Jetzt ist es anders. Ich kenne Ash. Ich respektiere sie.
Tavish sah Keenan unverwandt an und fragte: »Wie würdest du es aufnehmen, wenn Donia sich einen Liebhaber nähme?«
» Tut sie aber nicht«, giftete Keenan. »Sie ist nicht wie die Sommerelfen.«
»Du bist nicht nur Sommer, mein König«, erinnerte Tavish ihn. »Du hast mehr von deiner Mutter in dir, als du zugeben magst. Du kannst mir nicht in die Augen sehen und sagen, dass du wirklich alles versucht hast, um deine Königin zu verführen, dass du alles in deiner Macht Stehende tust, um diesen Hof zu stärken. Oder?«
»Ich hatte nie etwas gegen die Freuden des Sommers einzuwenden. Die Sommermädchen … und die Lustbarkeiten …« Keenan blieben die Worte im Halse stecken, als er die gequälte Miene seines Freundes sah. »Wenn Ashlyn mich akzeptieren würde, würde ich auch jetzt das Bett mit ihr teilen, obwohl sie diesen Sterb… Seth liebt.«
»Du würdest, aber du hast es nicht. Du hast sie zurückgewiesen, als sie sich dir angeboten hat; und du hast sie auch nicht verführt, als er monatelang weg war. Sie wollte dich, will dich immer noch, aber du nimmst sie nicht mit in dein Bett.« Tavish faltete die Hände im Schoß und schaute seinen König an. »Du hast die Sommermädchen nicht genug geliebt, als dass es dir etwas ausgemacht hätte, sie zu teilen. Und die Königin liebst du auch nicht genug. Es ist nicht ihre Verbindung zu Seth, die dich abhält. Seit du die vorletzte Sonnenwende mit Donia verbracht hast, hast du keine …«
»Ich habe mein ganzes Leben der Aufgabe gewidmet, dass dieser Hof wieder so stark werden konnte, wie er jetzt ist«, unterbrach Keenan ihn.

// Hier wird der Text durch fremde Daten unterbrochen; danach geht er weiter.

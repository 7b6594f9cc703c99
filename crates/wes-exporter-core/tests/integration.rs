//! Integration tests for wes-exporter-core.
//!
//! A mock WES device is served by axum on an ephemeral port and polled
//! through the real HTTP client:
//! device → client → extractor → mapper → registry.

use std::net::SocketAddr;
use std::sync::{Arc, Mutex};

use axum::{
    Router,
    extract::State,
    http::{HeaderMap, StatusCode, header},
    routing::get,
};

use wes_exporter_core::{
    ClientConfig, Extractor, Mapper, Poller, PollerConfig, Registry, WesClient, schema,
};

const DATA: &str = include_str!("fixtures/data.xml");
const PCEVAL: &str = include_str!("fixtures/pceval.html");

/// `admin:wes`
const EXPECTED_AUTH: &str = "Basic YWRtaW46d2Vz";

struct Device {
    data: String,
    pceval: String,
    diagnostics_status: StatusCode,
}

type Shared = Arc<Mutex<Device>>;

fn authorized(headers: &HeaderMap) -> bool {
    headers
        .get(header::AUTHORIZATION)
        .and_then(|v| v.to_str().ok())
        == Some(EXPECTED_AUTH)
}

async fn data_cgx(State(device): State<Shared>, headers: HeaderMap) -> (StatusCode, String) {
    if !authorized(&headers) {
        return (StatusCode::UNAUTHORIZED, String::new());
    }
    (StatusCode::OK, device.lock().unwrap().data.clone())
}

async fn pceval_cgx(State(device): State<Shared>, headers: HeaderMap) -> (StatusCode, String) {
    if !authorized(&headers) {
        return (StatusCode::UNAUTHORIZED, String::new());
    }
    let device = device.lock().unwrap();
    (device.diagnostics_status, device.pceval.clone())
}

async fn spawn_device() -> (SocketAddr, Shared) {
    let device = Arc::new(Mutex::new(Device {
        data: DATA.to_string(),
        pceval: PCEVAL.to_string(),
        diagnostics_status: StatusCode::OK,
    }));
    let app = Router::new()
        .route("/DATA.CGX", get(data_cgx))
        .route("/WEBPROG/CGX/PCEVAL.CGX", get(pceval_cgx))
        .with_state(Arc::clone(&device));
    let listener = tokio::net::TcpListener::bind("127.0.0.1:0").await.unwrap();
    let addr = listener.local_addr().unwrap();
    tokio::spawn(async move {
        axum::serve(listener, app).await.unwrap();
    });
    (addr, device)
}

fn poller_for(addr: SocketAddr, password: &str) -> Poller<WesClient> {
    let client = WesClient::new(ClientConfig {
        base_url: format!("http://{addr}"),
        password: password.to_string(),
        ..ClientConfig::default()
    })
    .unwrap();
    Poller::new(
        client,
        Extractor::default(),
        Mapper::default(),
        Arc::new(schema::registry().unwrap()),
        PollerConfig::default(),
    )
}

fn dump(registry: &Registry) -> Vec<(String, Vec<String>, String)> {
    registry
        .families()
        .into_iter()
        .flat_map(|f| {
            f.series
                .into_iter()
                .map(move |(labels, value)| (f.desc.name.to_string(), labels, format!("{value:?}")))
        })
        .collect()
}

#[tokio::test]
async fn full_cycle_against_mock_device() {
    let (addr, _device) = spawn_device().await;
    let poller = poller_for(addr, "wes");
    poller.poll_once().await.unwrap();

    let r = poller.registry();
    assert_eq!(r.value(schema::TIC_ISOUSC, &["2"]), Some(30.0));
    assert_eq!(r.value(schema::TIC_INDEX, &["1", "tempo", "red", "hp"]), Some(345001.0));
    assert_eq!(r.value(schema::IMPULSION_INDEX, &["1"]), Some(1520.0));
    assert_eq!(r.value(schema::PINCE_AMPS, &["3"]), Some(11.2));
    assert_eq!(r.value(schema::PINCE_COSPHI, &["1"]), Some(0.93));
    assert_eq!(r.value(schema::MAINS_VOLTAGE, &[]), Some(231.4));
    assert_eq!(r.state(schema::TIC_PTEC, &[]), Some("H. Pleine BLANC"));
    assert_eq!(r.value(schema::TIC_PTEC_NUM, &[]), Some(3.0));
    assert_eq!(r.state(schema::TIC_DEMAIN, &[]), Some("Jour ROUGE"));
}

#[tokio::test]
async fn wrong_credentials_are_a_transport_error() {
    let (addr, _device) = spawn_device().await;
    let poller = poller_for(addr, "not-the-password");
    let err = poller.run_cycle().await.unwrap_err();
    assert_eq!(err.kind(), "transport");
    assert!(err.to_string().contains("401"));
    assert_eq!(dump(poller.registry()), dump(&schema::registry().unwrap()));
}

#[tokio::test]
async fn failed_diagnostics_fetch_publishes_nothing_then_recovers() {
    let (addr, device) = spawn_device().await;
    let poller = poller_for(addr, "wes");

    device.lock().unwrap().diagnostics_status = StatusCode::INTERNAL_SERVER_ERROR;
    assert!(poller.run_cycle().await.is_err());
    assert_eq!(dump(poller.registry()), dump(&schema::registry().unwrap()));

    device.lock().unwrap().diagnostics_status = StatusCode::OK;
    poller.run_cycle().await.unwrap();
    assert_eq!(poller.registry().value(schema::PINCE_KWH, &["2"]), Some(96.1));

    let stats = poller.stats().snapshot();
    assert_eq!(stats.cycles, 2);
    assert_eq!(stats.failures, 1);
    assert_eq!(stats.consecutive_failures, 0);
}

#[tokio::test]
async fn absent_index_is_not_reset_by_later_cycles() {
    let (addr, device) = spawn_device().await;
    let poller = poller_for(addr, "wes");
    poller.poll_once().await.unwrap();

    let labels = ["2", "base", "none", "none"];
    assert_eq!(poller.registry().value(schema::TIC_INDEX, &labels), Some(1203345.0));

    device.lock().unwrap().data = DATA.replace("<BASE>1203345</BASE>", "");
    poller.poll_once().await.unwrap();
    assert_eq!(poller.registry().value(schema::TIC_INDEX, &labels), Some(1203345.0));
}

#[tokio::test]
async fn truncated_diagnostics_fail_the_cycle() {
    let (addr, device) = spawn_device().await;
    let poller = poller_for(addr, "wes");
    let cut = PCEVAL.find("<name>Pince 4</name>").unwrap();
    device.lock().unwrap().pceval = PCEVAL[..cut].to_string();

    let err = poller.poll_once().await.unwrap_err();
    assert_eq!(err.kind(), "extraction");
    assert_eq!(dump(poller.registry()), dump(&schema::registry().unwrap()));
}

#[tokio::test]
async fn replaying_identical_input_is_idempotent() {
    let (addr, _device) = spawn_device().await;
    let poller = poller_for(addr, "wes");
    poller.poll_once().await.unwrap();
    let first = dump(poller.registry());
    poller.poll_once().await.unwrap();
    assert_eq!(first, dump(poller.registry()));
}
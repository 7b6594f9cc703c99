//! Error types for one poll cycle.
//!
//! Every failure kind aborts the cycle it occurs in. None of them is fatal to
//! the process: the poller logs the error and schedules the next cycle.

use crate::registry::RegistryError;

/// Convenience alias used across the crate.
pub type Result<T> = std::result::Result<T, Error>;

/// Failure of a poll cycle.
#[derive(Debug, thiserror::Error)]
pub enum Error {
    /// The request could not be sent, or the transport failed mid-response.
    #[error("transport error fetching {url}: {source}")]
    Transport {
        url: String,
        #[source]
        source: reqwest::Error,
    },

    /// The device answered with a non-success HTTP status.
    #[error("device returned HTTP {status} for {url}")]
    HttpStatus { url: String, status: u16 },

    /// The structured document is malformed or lacks an expected section.
    #[error("structured feed parse error: {0}")]
    Parse(String),

    /// The diagnostics page does not contain the values the clamp channels need.
    #[error("diagnostics extraction error: {0}")]
    Extraction(String),

    /// A required field is absent.
    #[error("required field `{0}` is missing")]
    MissingField(String),

    /// A field is present but its value is not a number.
    #[error("field `{field}` has non-numeric value {value:?}")]
    InvalidNumber { field: String, value: String },

    /// The registry rejected an update (unknown instrument, label arity, kind).
    #[error(transparent)]
    Registry(#[from] RegistryError),
}

impl Error {
    /// Short, stable name of the error family, used in logs and `/health`.
    pub fn kind(&self) -> &'static str {
        match self {
            Self::Transport { .. } | Self::HttpStatus { .. } => "transport",
            Self::Parse(_) => "parse",
            Self::Extraction(_) => "extraction",
            Self::MissingField(_) | Self::InvalidNumber { .. } => "schema",
            Self::Registry(_) => "registry",
        }
    }
}
pub mod probe;
pub mod serve;

use std::sync::Arc;
use std::time::Duration;

use wes_exporter_core::{
    ClientConfig, Extractor, FieldPath, Mapper, MapperConfig, Poller, PollerConfig, WesClient,
    schema,
};

use crate::DeviceArgs;

/// Device base URL: `--device-url` if given, else `http://<host>[:<port>]`.
pub fn device_url(args: &DeviceArgs) -> String {
    match &args.device_url {
        Some(url) => url.trim_end_matches('/').to_string(),
        None if args.app_port == 80 => format!("http://{}", args.device_host),
        None => format!("http://{}:{}", args.device_host, args.app_port),
    }
}

fn seconds(value: f64, flag: &str) -> Result<Duration, String> {
    Duration::try_from_secs_f64(value).map_err(|_| format!("invalid {flag}: {value}"))
}

/// Build a poller, with a fresh registry, from the command-line arguments.
pub fn make_poller(args: &DeviceArgs, interval: f64) -> Result<Poller<WesClient>, String> {
    let voltage_field: FieldPath = args
        .voltage_field
        .parse()
        .map_err(|e| format!("invalid --voltage-field: {e}"))?;
    let timeout = args
        .request_timeout
        .map(|t| seconds(t, "--request-timeout"))
        .transpose()?;

    let client = WesClient::new(ClientConfig {
        base_url: device_url(args),
        username: args.user.clone(),
        password: args.password.clone(),
        timeout,
    })
    .map_err(|e| e.to_string())?;

    log::info!(
        "device {} as {:?} (voltage from {voltage_field}, strict clamp count {}, timeout {:?})",
        client.config().base_url,
        args.user,
        args.strict_clamp_count,
        timeout,
    );

    Ok(Poller::new(
        client,
        Extractor::default().strict_counts(args.strict_clamp_count),
        Mapper::new(MapperConfig { voltage_field }),
        Arc::new(schema::registry().map_err(|e| e.to_string())?),
        PollerConfig {
            interval: seconds(interval, "--interval")?,
        },
    ))
}

#[cfg(test)]
mod tests {
    use super::*;

    fn args() -> DeviceArgs {
        DeviceArgs {
            device_host: "192.168.0.200".to_string(),
            app_port: 80,
            device_url: None,
            user: "admin".to_string(),
            password: "wes".to_string(),
            voltage_field: "pince.V".to_string(),
            strict_clamp_count: false,
            request_timeout: None,
        }
    }

    #[test]
    fn device_url_from_host_and_port() {
        let mut a = args();
        assert_eq!(device_url(&a), "http://192.168.0.200");
        a.app_port = 8080;
        assert_eq!(device_url(&a), "http://192.168.0.200:8080");
    }

    #[test]
    fn explicit_device_url_wins() {
        let mut a = args();
        a.app_port = 8080;
        a.device_url = Some("http://wes.local/admin/wes/".to_string());
        assert_eq!(device_url(&a), "http://wes.local/admin/wes");
    }

    #[test]
    fn bad_voltage_field_is_rejected() {
        let mut a = args();
        a.voltage_field = "nodot".to_string();
        let err = make_poller(&a, 2.0).err().unwrap();
        assert!(err.contains("--voltage-field"));
    }

    #[test]
    fn negative_interval_is_rejected() {
        let err = make_poller(&args(), -1.0).err().unwrap();
        assert!(err.contains("--interval"));
    }
}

»Ich weiß.« Tavish legte eine Hand auf Keenans Schulter.
Der Sommerkönig schaute den Elfen an, der für ihn seit jeher so etwas wie eine Vaterfigur war, und wusste, dass es zwecklos war, weitere Einwände vorzubringen. Tavish kannte ihn, durchschaute die Illusionen, denen Keenan sich allzu gerne hingab. Keenan hatte Ashlyn tatsächlich nicht so hartnäckig umworben, wie es ihm möglich gewesen wäre. Er hatte sich nur so lange um sie bemüht, bis sie die Herausforderung annahm, Königin zu werden, doch danach hatte er in Donias Armen Zuflucht gesucht und Ashlyns Vorbehalte akzeptiert, ja, ihnen sogar immer wieder neue Nahrung gegeben.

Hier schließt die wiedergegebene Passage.